— Вы знаете, почему ушла Анни? — вдруг без перехода спросил Франко, и от такой прямолинейности я сперва даже немного сбилась с мысли.
— Она очень хочет иметь много детенышей, — наконец произнесла я, не скрывая печали в голосе. — Церковь обещала ей, что сможет это устроить, но, я думаю, они ей врут.
— Но вы же говорили, что мы можем доверять Церкви, — нахмурился он. — Гвин и мама считают, что вы… посеяли семена сомнения в голову Анни и именно поэтому она сделала то, что сделала. И поэтому же ушел Меркурио. Они поверили вам, а в итоге вы подвергли их опасности. Это правда?
— Это… сложно, — не стала упираться я, понимая, что не смогу в двух словах объяснить ребенку, почему некоторым священникам можно было верить, другим нет и что Меркурио и Анни приняли собственное решение, ответственность за которое несли сами. А потом сама сменила тему: — Франко, а почему ты не в школе? У вас тут разве нет уроков?
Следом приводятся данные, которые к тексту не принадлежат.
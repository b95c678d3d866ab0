//! Prober (C7): orchestrates parse -> resolve targets -> fan out ->
//! aggregate -> publish -> cache for a single probe request.

use std::collections::HashMap;
use std::sync::Arc;

use jiff::Timestamp;
use prometheus_client::encoding::text::encode;
use prometheus_client::metrics::family::Family;
use prometheus_client::metrics::gauge::Gauge;
use prometheus_client::registry::Registry;
use tokio::sync::{mpsc, Semaphore};

use crate::azure::MetricsApi;
use crate::cache::{hash_result_cache_key, ResultCache};
use crate::discovery::Target;
use crate::fetch::{chunk_metrics, fetch, fetch_at_subscription_scope, project_response, MetricSample};
use crate::metric_list::{MetricList, Row};
use crate::self_metrics::{RequestResult, SelfMetrics};
use crate::settings::MetricSettings;

/// Concurrency bounds applied to a single probe's fan-out, matching
/// `concurrency.subscription` / `concurrency.subscription.resource`.
#[derive(Debug, Clone, Copy)]
pub struct ConcurrencyLimits {
    pub subscriptions: usize,
    pub subscription_resources: usize,
}

pub struct Prober {
    settings: MetricSettings,
    limits: ConcurrencyLimits,
    metrics_api: Arc<dyn MetricsApi>,
    self_metrics: Arc<SelfMetrics>,
    handler: String,
    request_url: String,
    targets_by_subscription: HashMap<String, Vec<Target>>,
    list: Arc<MetricList>,
    cached: bool,
    cached_until: Option<Timestamp>,
}

impl Prober {
    pub fn new(
        settings: MetricSettings,
        limits: ConcurrencyLimits,
        metrics_api: Arc<dyn MetricsApi>,
        self_metrics: Arc<SelfMetrics>,
        handler: impl Into<String>,
        request_url: impl Into<String>,
    ) -> Self {
        Self {
            settings,
            limits,
            metrics_api,
            self_metrics,
            handler: handler.into(),
            request_url: request_url.into(),
            targets_by_subscription: HashMap::new(),
            list: Arc::new(MetricList::new()),
            cached: false,
            cached_until: None,
        }
    }

    /// Groups targets by the subscription parsed from their resource id.
    pub fn add_targets(&mut self, targets: Vec<Target>) {
        for target in targets {
            let subscription = crate::resource_id::parse_resource_id(&target.resource_id).subscription;
            self.targets_by_subscription.entry(subscription).or_default().push(target);
        }
    }

    /// Installs a cached `MetricList` in place of running fan-out, if the
    /// result cache holds a fresh entry for this request's URL.
    pub fn fetch_from_cache(&mut self, result_cache: &ResultCache) -> bool {
        let key = hash_result_cache_key(&self.request_url);
        if let Some(cached) = result_cache.get(&key, Timestamp::now()) {
            self.list = cached;
            self.cached = true;
            true
        } else {
            false
        }
    }

    pub fn is_cached(&self) -> bool {
        self.cached
    }

    /// Runs target-mode fan-out: one worker per subscription (bounded),
    /// each spawning one worker per target (bounded), each chunking its
    /// metrics at 20 and calling the fetcher.
    pub async fn run(&self) {
        let (tx, mut rx) = mpsc::channel::<MetricSample>(256);
        let sub_semaphore = Arc::new(Semaphore::new(self.limits.subscriptions.max(1)));
        let resource_semaphore = Arc::new(Semaphore::new(self.limits.subscription_resources.max(1)));

        let mut subscription_handles = Vec::new();
        for (subscription, targets) in &self.targets_by_subscription {
            let subscription = subscription.clone();
            let targets = targets.clone();
            let tx = tx.clone();
            let sub_semaphore = sub_semaphore.clone();
            let resource_semaphore = resource_semaphore.clone();
            let metrics_api = self.metrics_api.clone();
            let settings = self.settings.clone();
            let self_metrics = self.self_metrics.clone();
            let handler = self.handler.clone();

            subscription_handles.push(tokio::spawn(async move {
                let _permit = sub_semaphore.acquire_owned().await.expect("semaphore closed");
                let started = std::time::Instant::now();

                let mut resource_handles = Vec::new();
                for target in targets {
                    let tx = tx.clone();
                    let resource_semaphore = resource_semaphore.clone();
                    let metrics_api = metrics_api.clone();
                    let settings = settings.clone();
                    let self_metrics = self_metrics.clone();
                    let subscription = subscription.clone();
                    let handler = handler.clone();

                    resource_handles.push(tokio::spawn(async move {
                        let _permit = resource_semaphore.acquire_owned().await.expect("semaphore closed");

                        for chunk in chunk_metrics(&target.metrics) {
                            let aggregations = if target.aggregations.is_empty() {
                                settings.aggregations.iter().map(|a| a.as_str().to_string()).collect()
                            } else {
                                target.aggregations.clone()
                            };

                            match fetch(metrics_api.as_ref(), &settings, &target, &chunk, &aggregations).await {
                                Ok(response) => {
                                    let samples = project_response(&response, &settings, &target, None, false);
                                    for sample in samples {
                                        let _ = tx.send(sample).await;
                                    }
                                    self_metrics.record_request(&subscription, &handler, &settings.filter, RequestResult::Success);
                                }
                                Err(e) => {
                                    tracing::warn!(
                                        name = %settings.name,
                                        filter = %settings.filter,
                                        resource_id = %target.resource_id,
                                        error = %e,
                                        "metric fetch failed for target"
                                    );
                                    self_metrics.record_request(&subscription, &handler, &settings.filter, RequestResult::Error);
                                }
                            }
                        }
                    }));
                }

                for handle in resource_handles {
                    let _ = handle.await;
                }
                self_metrics.record_collect_time(&subscription, &handler, &settings.filter, started.elapsed().as_secs_f64());
            }));
        }
        drop(tx);

        for handle in subscription_handles {
            let _ = handle.await;
        }

        while let Some(sample) = rx.recv().await {
            self.list.add(&sample.name, Row { labels: sample.labels, value: sample.value });
            if !sample.help.is_empty() {
                self.list.set_help(&sample.name, &sample.help);
            }
        }
    }

    /// Runs subscription-scope fan-out (D5): no pre-resolved targets;
    /// iterates subscriptions (bounded) x regions x metrics-chunks.
    pub async fn run_on_subscription_scope(&self, subscriptions: &[String]) {
        let (tx, mut rx) = mpsc::channel::<MetricSample>(256);
        let sub_semaphore = Arc::new(Semaphore::new(self.limits.subscriptions.max(1)));

        let mut handles = Vec::new();
        for subscription in subscriptions {
            let subscription = subscription.clone();
            let tx = tx.clone();
            let sub_semaphore = sub_semaphore.clone();
            let metrics_api = self.metrics_api.clone();
            let settings = self.settings.clone();
            let self_metrics = self.self_metrics.clone();
            let handler = self.handler.clone();

            handles.push(tokio::spawn(async move {
                let _permit = sub_semaphore.acquire_owned().await.expect("semaphore closed");
                let started = std::time::Instant::now();
                let regions = if settings.regions.is_empty() {
                    vec![String::new()]
                } else {
                    settings.regions.clone()
                };

                for region in regions {
                    for chunk in chunk_metrics(&settings.metrics) {
                        match fetch_at_subscription_scope(metrics_api.as_ref(), &settings, &subscription, &region, &chunk).await {
                            Ok(response) => {
                                let dummy_target = Target {
                                    resource_id: String::new(),
                                    metrics: chunk.clone(),
                                    aggregations: Vec::new(),
                                    tags: HashMap::new(),
                                };
                                let samples = project_response(&response, &settings, &dummy_target, Some(&subscription), true);
                                for sample in samples {
                                    let _ = tx.send(sample).await;
                                }
                                self_metrics.record_request(&subscription, &handler, &settings.filter, RequestResult::Success);
                            }
                            Err(e) => {
                                tracing::warn!(
                                    name = %settings.name,
                                    filter = %settings.filter,
                                    subscription = %subscription,
                                    error = %e,
                                    "subscription-scope metric fetch failed"
                                );
                                self_metrics.record_request(&subscription, &handler, &settings.filter, RequestResult::Error);
                            }
                        }
                    }
                }
                self_metrics.record_collect_time(&subscription, &handler, &settings.filter, started.elapsed().as_secs_f64());
            }));
        }
        drop(tx);

        for handle in handles {
            let _ = handle.await;
        }

        while let Some(sample) = rx.recv().await {
            self.list.add(&sample.name, Row { labels: sample.labels, value: sample.value });
            if !sample.help.is_empty() {
                self.list.set_help(&sample.name, &sample.help);
            }
        }
    }

    /// Stores the aggregated `MetricList` under the URL-hash key with the
    /// settings-computed TTL, when caching applies to this request.
    pub fn save_to_cache(&mut self, result_cache: &ResultCache) -> Option<Timestamp> {
        let now = Timestamp::now();
        let duration = self.settings.cache_duration(now)?;
        let expires_at = now.checked_add(duration).ok()?;
        let key = hash_result_cache_key(&self.request_url);
        result_cache.set(key, self.list.clone(), expires_at);
        self.cached_until = Some(expires_at);
        self.cached_until
    }

    pub fn cached_until(&self) -> Option<Timestamp> {
        self.cached_until
    }

    /// Renders every metric name's rows as a gauge family with the union
    /// label set, registered on `registry`.
    pub fn publish(&self, registry: &mut Registry) {
        for name in self.list.get_metric_names() {
            let label_names = self.list.get_metric_label_names(&name);
            let help = self.list.get_metric_help(&name);
            let family = Family::<Vec<(String, String)>, Gauge<f64, std::sync::atomic::AtomicU64>>::default();
            registry.register(name.clone(), if help.is_empty() { "Azure monitor insight metric".to_string() } else { help }, family.clone());

            for row in self.list.get_metric_list(&name) {
                let mut labels: Vec<(String, String)> = Vec::new();
                for label_name in &label_names {
                    labels.push((label_name.clone(), row.labels.get(label_name).cloned().unwrap_or_default()));
                }
                family.get_or_create(&labels).set(row.value);
            }
        }
    }
}

/// Renders a registry to Prometheus text exposition format.
pub fn encode_registry(registry: &Registry) -> String {
    let mut buffer = String::new();
    let _ = encode(&mut buffer, registry);
    buffer
}

#[cfg(test)]
mod tests {
    use super::*;
    use crate::azure::types::{DataPoint, LocalizableString, Metric, MetricsResponse, TimeSeries};
    use crate::azure::{ApiError, MetricsQuery};
    use async_trait::async_trait;

    struct FakeMetricsApi {
        response: MetricsResponse,
    }

    #[async_trait]
    impl MetricsApi for FakeMetricsApi {
        async fn list_metrics(&self, _resource_id: &str, _query: &MetricsQuery) -> Result<MetricsResponse, ApiError> {
            Ok(self.response.clone())
        }

        async fn list_metrics_at_subscription_scope(
            &self,
            _subscription: &str,
            _region: &str,
            _query: &MetricsQuery,
        ) -> Result<MetricsResponse, ApiError> {
            Ok(self.response.clone())
        }
    }

    fn canned_response() -> MetricsResponse {
        MetricsResponse {
            value: vec![Metric {
                name: LocalizableString { value: "Availability".to_string() },
                unit: "Percent".to_string(),
                timeseries: vec![TimeSeries {
                    metadatavalues: vec![],
                    data: vec![DataPoint {
                        average: Some(99.9),
                        ..Default::default()
                    }],
                }],
            }],
        }
    }

    #[tokio::test]
    async fn run_aggregates_samples_from_all_targets() {
        let mut settings = MetricSettings::default_for_test();
        settings.name = "kv".to_string();
        settings.metric_template = "{name}_{metric}_{aggregation}".to_string();

        let metrics_api: Arc<dyn MetricsApi> = Arc::new(FakeMetricsApi { response: canned_response() });
        let self_metrics = Arc::new(SelfMetrics::new());

        let mut prober = Prober::new(
            settings,
            ConcurrencyLimits { subscriptions: 5, subscription_resources: 10 },
            metrics_api,
            self_metrics,
            "resource",
            "http://x/probe",
        );

        prober.add_targets(vec![Target {
            resource_id: "/subscriptions/SUB1/resourceGroups/RG/providers/Microsoft.KeyVault/vaults/V1".to_string(),
            metrics: vec!["Availability".to_string()],
            aggregations: vec!["average".to_string()],
            tags: HashMap::new(),
        }]);

        prober.run().await;

        let names = prober.list.get_metric_names();
        assert_eq!(names, vec!["kv_availability_average".to_string()]);
        let rows = prober.list.get_metric_list(&names[0]);
        assert_eq!(rows.len(), 1);
        assert_eq!(rows[0].value, 99.9);
    }
}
— Есть, — кивнул он. — Но сегодня их отменили из-за… того, что было ночью. Все взрослые вместе с Гвин обсуждают, что делать дальше, поэтому папа попросил меня вместо него приглядеть за нашим садом.
— И за мной, судя по всему, — добавила я.
— Я не думаю, что вы плохая и нарочно обманули Меркурио, госпожа Росс, — помолчав, произнес мальчик. — Но все очень встревожились из-за этого, и я тоже… тоже волнуюсь за него и за остальных, кто ушел. Там было много моих друзей. Я бы хотел, чтобы они вернулись. Я буду… скучать по ним.
— Я очень надеюсь, что ваша разлука будет недолгой, — искренне произнесла я, потрепав его по плечу. — Ну, куда теперь?
— Нужно потаскать мусор из кухни, но я даже не знаю, через какой выход его теперь будут выбрасывать, так что… — Он замялся. — Думаю, пока что мы можем просто пойти ко мне в комнату.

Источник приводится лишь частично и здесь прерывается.